How to Start a Business in the U.S. — Tax & Compliance Guide for New Entrepreneurs
Hanmi CPA · Compliance Guide

Starting a Business in the United States
A Tax & Compliance Guide for New Entrepreneurs

A practical reference covering entity selection, federal and state obligations, and operational compliance for U.S. taxpayers forming a new business.

Business Strategy Tax Compliance IRS Requirements Entity Formation

Overview

Starting a business in the United States requires selecting the appropriate legal entity, registering with federal and state authorities, and establishing a compliant tax structure. This guide explains the core rules that apply to U.S. taxpayers when forming and operating a business.

Readers will learn how entity choice affects taxation, what filings are required at the federal and state level, and how to maintain proper compliance from the beginning. The guide focuses on practical steps and IRS requirements applicable to U.S. residents.

Why This Matters

Entity selection determines liability protection, tax treatment, payroll obligations, and long-term planning options. Failure to comply with IRS and state requirements can result in penalties, loss of deductions, or reclassification of income.
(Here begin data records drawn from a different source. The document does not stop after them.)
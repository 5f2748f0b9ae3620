//! nestrace: run an iNES ROM on the core and print one nestest-format line
//! per executed instruction.
//!
//! ```text
//! nestrace nestest.nes --entry C000 --instructions 8991 > mine.log
//! diff mine.log nestest.log
//! ```

use std::io::{BufWriter, Write};
use std::path::PathBuf;

use anyhow::{Context, Result};
use clap::Parser;
use nescore::{Nes, PowerUpConfig, PowerUpConvention, RomImage};

#[derive(Debug, Parser)]
#[command(name = "nestrace", about = "Trace NES CPU execution in nestest log format")]
struct Args {
    /// iNES ROM image.
    #[arg(value_name = "FILE")]
    rom: PathBuf,

    /// Start address (hex, e.g. C000) instead of the reset vector.
    #[arg(short, long, value_parser = parse_hex_u16)]
    entry: Option<u16>,

    /// Number of instructions to execute.
    #[arg(short = 'n', long, default_value_t = 8991)]
    instructions: usize,

    /// Use the hardware power-up state (P=$34, RAM filled with $FF).
    #[arg(long)]
    hardware: bool,

    /// Omit the PPU:scanline,dot column.
    #[arg(long)]
    no_ppu_columns: bool,

    /// Save the final frame buffer as PNG.
    #[cfg(feature = "screenshot")]
    #[arg(long, value_name = "PNG")]
    screenshot: Option<PathBuf>,
}

fn parse_hex_u16(s: &str) -> Result<u16, String> {
    let digits = s
        .trim_start_matches('$')
        .trim_start_matches("0x")
        .trim_start_matches("0X");
    u16::from_str_radix(digits, 16).map_err(|e| format!("invalid hex address {s:?}: {e}"))
}

fn main() -> Result<()> {
    let args = Args::parse();

    let image = RomImage::load(&args.rom)
        .with_context(|| format!("failed to load ROM {}", args.rom.display()))?;

    let config = PowerUpConfig {
        convention: if args.hardware {
            PowerUpConvention::Hardware
        } else {
            PowerUpConvention::Nestest
        },
        entry_point: args.entry,
    };

    let mut nes = Nes::new(config);
    nes.load_image(&image);
    nes.power_up();
    nes.enable_trace(!args.no_ppu_columns);

    let stdout = std::io::stdout();
    let mut out = BufWriter::new(stdout.lock());
    for _ in 0..args.instructions {
        nes.tick_instruction();
        for line in nes.take_trace() {
            writeln!(out, "{line}").context("failed to write trace")?;
        }
        if nes.cpu().is_halted() {
            eprintln!(
                "CPU jammed at ${:04X} after {} cycles",
                nes.cpu_registers().pc,
                nes.cpu().total_cycles()
            );
            break;
        }
    }
    out.flush().context("failed to flush trace")?;

    #[cfg(feature = "screenshot")]
    if let Some(path) = &args.screenshot {
        nes.frame_buffer()
            .save_png(path)
            .with_context(|| format!("failed to write {}", path.display()))?;
    }

    Ok(())
}
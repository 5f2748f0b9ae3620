/*!
framebuffer.rs - 256x240 grid of resolved RGB pixels.

The PPU writes one entry per emitted pixel; an external display
collaborator reads the buffer wholesale once per frame. Before the first
render every entry holds `ColorComponent::SENTINEL` (a solid blue).
*/

use crate::ppu::palette;

/// Screen width in pixels.
pub const NES_WIDTH: usize = 256;
/// Screen height in pixels.
pub const NES_HEIGHT: usize = 240;
/// RGB bytes per pixel in `to_rgb_bytes`.
pub const BYTES_PER_PIXEL: usize = 3;

#[derive(Debug, Clone, Copy, PartialEq, Eq, Hash, serde::Serialize, serde::Deserialize)]
pub struct ColorComponent {
    pub r: u8,
    pub g: u8,
    pub b: u8,
}

impl ColorComponent {
    pub const SENTINEL: ColorComponent = ColorComponent { r: 0, g: 0, b: 192 };

    pub const fn new(r: u8, g: u8, b: u8) -> Self {
        Self { r, g, b }
    }
}

impl Default for ColorComponent {
    fn default() -> Self {
        Self::SENTINEL
    }
}

#[derive(Debug, Clone)]
pub struct FrameBuffer {
    pixels: Vec<ColorComponent>,
}

impl FrameBuffer {
    pub fn new() -> Self {
        Self {
            pixels: vec![ColorComponent::SENTINEL; NES_WIDTH * NES_HEIGHT],
        }
    }

    /// Store `color` at (`row`, `col`). Out-of-range coordinates are ignored.
    #[inline]
    pub fn draw(&mut self, row: usize, col: usize, color: ColorComponent) {
        if row < NES_HEIGHT && col < NES_WIDTH {
            self.pixels[row * NES_WIDTH + col] = color;
        }
    }

    /// Resolve a 6-bit master palette index and store it.
    #[inline]
    pub fn draw_palette_index(&mut self, row: usize, col: usize, index: u8) {
        self.draw(row, col, palette::lookup(index));
    }

    pub fn get(&self, row: usize, col: usize) -> Option<ColorComponent> {
        if row < NES_HEIGHT && col < NES_WIDTH {
            Some(self.pixels[row * NES_WIDTH + col])
        } else {
            None
        }
    }

    /// Row-major view of all pixels.
    pub fn pixels(&self) -> &[ColorComponent] {
        &self.pixels
    }

    pub fn row(&self, row: usize) -> Option<&[ColorComponent]> {
        (row < NES_HEIGHT).then(|| &self.pixels[row * NES_WIDTH..(row + 1) * NES_WIDTH])
    }

    /// Reset every pixel to the sentinel color.
    pub fn clear(&mut self) {
        self.pixels.fill(ColorComponent::SENTINEL);
    }

    /// Packed RGB bytes, row-major.
    pub fn to_rgb_bytes(&self) -> Vec<u8> {
        let mut out = Vec::with_capacity(self.pixels.len() * BYTES_PER_PIXEL);
        for p in &self.pixels {
            out.extend_from_slice(&[p.r, p.g, p.b]);
        }
        out
    }

    /// Write the buffer as a PNG.
    #[cfg(feature = "screenshot")]
    pub fn save_png<P: AsRef<std::path::Path>>(&self, path: P) -> crate::error::CoreResult<()> {
        use crate::error::CoreError;

        let img = image::RgbImage::from_raw(
            NES_WIDTH as u32,
            NES_HEIGHT as u32,
            self.to_rgb_bytes(),
        )
        .ok_or_else(|| CoreError::Image("buffer size mismatch".to_string()))?;
        img.save(path).map_err(|e| CoreError::Image(e.to_string()))
    }
}

impl Default for FrameBuffer {
    fn default() -> Self {
        Self::new()
    }
}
New business owners frequently underestimate the complexity of payroll compliance, basis tracking, and state-level obligations. Understanding these rules at the outset ensures accurate filings, reduces audit risk, and supports sustainable business growth.

⚠ Common Risk: Many new S-Corporation owners take distributions without running payroll. IRS requires taxpayers who are active owner-employees to receive a reasonable salary subject to payroll tax before taking distributions. Non-compliance is a recognized IRS audit trigger.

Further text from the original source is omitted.